My first impression of Vince? I loved how he sang. It’s not that he had such a great voice; it’s just that he had a great sound. And he had a great look. He was only just turning twenty-two. He looked great and he moved great. He was just a great frontman. There wasn’t much of anything we had to do with Vince. We took him for voice lessons—really more to try to teach him proper breathing techniques so that he would be able to sing a lot of shows in a week without losing his voice. We had to teach him a few fundamentals. He would do this vocal warm-up. It was shit like Tarzan would do.
I probably spent more physical time on the road with them and in rehearsal halls and things like that than Doc did. Back in those days, neither Doc nor myself really understood addictive behavior syndrome. We didn’t really understand alcoholism and drug addiction and stuff like that. People were getting high all over the place. It was the times. We hired a head of security—one of his jobs was to monitor what the band was doing.
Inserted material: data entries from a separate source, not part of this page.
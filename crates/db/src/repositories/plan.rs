use chrono::Utc;
use rust_decimal::Decimal;
use sqlx::sqlite::SqliteRow;
use uuid::Uuid;

use funnelbot_core::domain::plan::{BillingCycle, Plan};
use funnelbot_core::errors::DomainError;

use super::{is_unique_violation, row_bool, row_datetime, row_enum, row_json, row_uuid, RepositoryError};
use crate::DbPool;

pub struct PlanRepository {
    pool: DbPool,
}

#[derive(Clone, Debug)]
pub struct NewPlan {
    pub name: String,
    pub slug: String,
    pub price: Decimal,
    pub billing_cycle: BillingCycle,
    pub features: Vec<String>,
    pub description: Option<String>,
}

impl PlanRepository {
    pub fn new(pool: DbPool) -> Self {
        Self { pool }
    }

    pub async fn create(&self, tenant_id: Uuid, plan: NewPlan) -> Result<Plan, RepositoryError> {
        let id = Uuid::new_v4();
        let now = Utc::now();
        let features_json = serde_json::to_string(&plan.features)
            .map_err(|err| RepositoryError::Decode(format!("features encode: {err}")))?;

        let inserted = sqlx::query(
            "INSERT INTO plans (id, tenant_id, name, slug, price, billing_cycle, features,
                                description, is_active, created_at, updated_at)
             VALUES (?, ?, ?, ?, ?, ?, ?, ?, 1, ?, ?)",
        )
        .bind(id.to_string())
        .bind(tenant_id.to_string())
        .bind(&plan.name)
        .bind(&plan.slug)
        .bind(plan.price.to_string())
        .bind(plan.billing_cycle.as_str())
        .bind(&features_json)
        .bind(&plan.description)
        .bind(now.to_rfc3339())
        .bind(now.to_rfc3339())
        .execute(&self.pool)
        .await;

        match inserted {
            Ok(_) => {}
            Err(error) if is_unique_violation(&error) => {
                return Err(DomainError::Conflict { entity: "plan", value: plan.slug }.into());
            }
            Err(error) => return Err(error.into()),
        }

        Ok(Plan {
            id,
            tenant_id,
            name: plan.name,
            slug: plan.slug,
            price: plan.price,
            billing_cycle: plan.billing_cycle,
            features: plan.features,
            description: plan.description,
            is_active: true,
            created_at: now,
            updated_at: now,
        })
    }

    pub async fn list_active(&self, tenant_id: Uuid) -> Result<Vec<Plan>, RepositoryError> {
        let rows = sqlx::query(
            "SELECT id, tenant_id, name, slug, price, billing_cycle, features, description,
                    is_active, created_at, updated_at
             FROM plans WHERE tenant_id = ? AND is_active = 1 ORDER BY price ASC",
        )
        .bind(tenant_id.to_string())
        .fetch_all(&self.pool)
        .await?;

        rows.iter().map(decode_plan).collect()
    }

    pub async fn find_by_slug(
        &self,
        tenant_id: Uuid,
        slug: &str,
    ) -> Result<Option<Plan>, RepositoryError> {
        let row = sqlx::query(
            "SELECT id, tenant_id, name, slug, price, billing_cycle, features, description,
                    is_active, created_at, updated_at
             FROM plans WHERE tenant_id = ? AND slug = ?",
        )
        .bind(tenant_id.to_string())
        .bind(slug)
        .fetch_optional(&self.pool)
        .await?;

        row.map(|row| decode_plan(&row)).transpose()
    }
}

fn decode_plan(row: &SqliteRow) -> Result<Plan, RepositoryError> {
    let price_raw: String = sqlx::Row::try_get(row, "price")?;
    let price = price_raw
        .parse::<Decimal>()
        .map_err(|_| RepositoryError::Decode(format!("plan price is not a decimal: `{price_raw}`")))?;

    Ok(Plan {
        id: row_uuid(row, "id")?,
        tenant_id: row_uuid(row, "tenant_id")?,
        name: sqlx::Row::try_get(row, "name")?,
        slug: sqlx::Row::try_get(row, "slug")?,
        price,
        billing_cycle: row_enum(row, "billing_cycle")?,
        features: row_json(row, "features")?,
        description: sqlx::Row::try_get(row, "description")?,
        is_active: row_bool(row, "is_active")?,
        created_at: row_datetime(row, "created_at")?,
        updated_at: row_datetime(row, "updated_at")?,
    })
}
We knew they were going to get shit; we didn’t want them running around strange towns trying to score blow or whatever. So, we just tried to keep as much of a lid on it as pos
sible, and keep everybody together. It really started getting bad in November of ’83, the Shout at the Devil tour. Of course it wasn’t long after that Vince had the, ah, automobile mishap—you know, Razzle was killed. All the guys were like equally wild, equally irresponsible. Equally into drugs and alcohol and debauchery and whatever. Don’t get me wrong—there were a lot of fun times, too. But of course managing them was a 24/7 job because you knew somebody was going to be doing something all the time—you just didn’t know who it would be and what it would be, but it was almost certain that something was just around the corner. I mean, Vince crashed the car in December of ’84 with Razzle. But just before that, Nikki crashed a car in a stupor—that was the summer of 1983 when they were in the studio making Shout at the Devil. Luckily nobody but Nikki was in the car and nobody got hurt but Nikki. He injured his shoulder.
With Vince, he did what he did. I wouldn’t say there were usually any apologies for it. Vince has a proclivity to do what it is he wants to do. He didn’t really think about, say, what are the consequences to other people, what are the consequences to the band, what are the consequences to the band’s business, what are the consequences to me—that kind of thing. I mean, he did what he did and he pretty much… he did things that he wanted to do. I don’t think there was ever any thought of: If I do this, what are the consequences to the other people in the band? What are the consequences to me going to be? I don’t think he thought things out like that. He just sort of lived in the moment. World be damned, full steam ahead.
I wasn’t happy being the one who had to call Vince and tell him he was out of the group. At first I tried to just stall the process. I mean, between myself and their business manager and their attorney, we all just said, “Guys, I understand that you guys are frustrated with Vince’s behavior. And that he’s done things in the past that have made you frustrated. I understand that even after we called this behavior to his attention, it really doesn’t seem to change anything.” And we also told them, you know, that “Mötley Crüe is you four guys. It’s not three guys.” I had just redone this record deal for them. I told them, “The label might not go for this at all. If you throw Vince out of the band, you might not have a record deal anymore.”